Human Papillomavirus, Merkel Cell Polyomavirus and their Causal Role in Cancer
HPV causes over 5% of human cancers, including >95% of cervical cancers, a majority of other anogenital cancers, and ~25% of head and neck squamous cell carcinomas. Lambert has used mouse models to show that cervical cancerdevelopment and maintenance require HPV oncogenes E6 and E7, plus estrogen. Recent work in his laboratory shows that the HPV E6 oncogene contributes to maintenance of HPV genomic DNA in cells both through p53 inactivation and other functions. Additionally, Lambert and Kimple (IR) demonstrated that HPV oncogene E7 delays DNA damage repair responses, potentially explaining the clinically observed greater radiation sensitivity of HPV-positive relative to HPV-negative head and neck cancers, and providing further rationale for radiation de-escalation in treating patients with HPV-positive head and neck cancers.

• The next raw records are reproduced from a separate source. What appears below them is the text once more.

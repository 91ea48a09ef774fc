//! Vertex data structures and layouts for voxel rendering.
//!
//! This module defines the packed vertex format used for chunk meshes and provides
//! the accessors needed to recover each attribute on the CPU side.

use cgmath::Point3;

use crate::engine_state::voxels::block::BlockSide;

/// Bits of `packed` holding the quad corner (`u + 2 * v`).
const UV_CORNER_MASK: u16 = 0b11;
/// Offset of the block side inside `packed`.
const SIDE_SHIFT: u16 = 2;
const SIDE_MASK: u16 = 0b111;
/// Offset of the texture layer inside `packed`.
const LAYER_SHIFT: u16 = 5;

/// A vertex of a chunk mesh.
///
/// Positions are block corners in chunk-local space, so every component lies in
/// `[0, CHUNK_SIZE]`. The remaining attributes share one 16-bit field:
///
/// ```text
/// bit 15         5 4   2 1  0
///     | layer    | side | uv |
/// ```
///
/// The shader rebuilds texture coordinates from the uv corner and the face normal from
/// the side. Side and uv corner together keep the corners of different faces distinct,
/// so a vertex is only shared by the two triangles of one face.
///
/// # Memory Layout
/// - Position: 3x u16 (6 bytes)
/// - Packed layer, side, uv corner: u16 (2 bytes)
///
/// Total size: 8 bytes
#[repr(C)]
#[derive(Copy, Clone, Debug, PartialEq, Eq, Hash, bytemuck::Pod, bytemuck::Zeroable)]
pub struct Vertex {
    position: [u16; 3],
    packed: u16,
}

impl Vertex {
    /// Creates a new vertex.
    ///
    /// # Arguments
    /// * `position` - Block corner in chunk-local space
    /// * `uv_corner` - Quad corner, `u + 2 * v` with `u` and `v` in `{0, 1}`
    /// * `side` - Face the vertex belongs to
    /// * `texture_layer` - Layer of the block texture array
    pub fn new(position: Point3<u16>, uv_corner: u8, side: BlockSide, texture_layer: u8) -> Self {
        let packed = (u16::from(texture_layer) << LAYER_SHIFT)
            | ((side as u16 & SIDE_MASK) << SIDE_SHIFT)
            | (u16::from(uv_corner) & UV_CORNER_MASK);
        Vertex {
            position: [position.x, position.y, position.z],
            packed,
        }
    }

    /// Chunk-local corner position.
    pub fn position(&self) -> Point3<u16> {
        Point3::new(self.position[0], self.position[1], self.position[2])
    }

    /// Quad corner index, `u + 2 * v`.
    pub fn uv_corner(&self) -> u8 {
        (self.packed & UV_CORNER_MASK) as u8
    }

    /// Texture array layer.
    pub fn texture_layer(&self) -> u8 {
        (self.packed >> LAYER_SHIFT) as u8
    }

    /// Face the vertex belongs to.
    pub fn side(&self) -> Option<BlockSide> {
        BlockSide::from_index(((self.packed >> SIDE_SHIFT) & SIDE_MASK) as u8)
    }

    /// Returns the vertex buffer layout description for the shader pipeline.
    ///
    /// # Shader Attributes
    /// - `location = 0`: position and packed attributes (vec4<u32>, read from four u16)
    pub fn desc<'a>() -> wgpu::VertexBufferLayout<'a> {
        wgpu::VertexBufferLayout {
            array_stride: std::mem::size_of::<Vertex>() as wgpu::BufferAddress,
            step_mode: wgpu::VertexStepMode::Vertex,
            attributes: &[wgpu::VertexAttribute {
                offset: 0,
                shader_location: 0,
                format: wgpu::VertexFormat::Uint16x4,
            }],
        }
    }
}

EBV and KSHV genome replication and segregation studies
Genetic elements that replicate extrachromosomally are rare in mammals, but several human tumor viruses, including the papillomaviruses and gamma-herpesviruses, maintain their plasmid genomes by tethering them to cellular chromosomes. Sugden developed two complementary approaches to uncover an unprecedented clustering mechanism by which Kaposi’s Sarcoma-associated Herpesvirus (KSHV) maintains its genome extrachromosomally: Live-cell imaging and a predictive computational model revealed the formation and dynamic evolution of these clusters over multiple cell generations. This clustering, mediated by KSHV protein LANA1, controls KSHV DNA synthesis, partitioning and copy numbers and thus is central to KSHV survival and oncogenesis.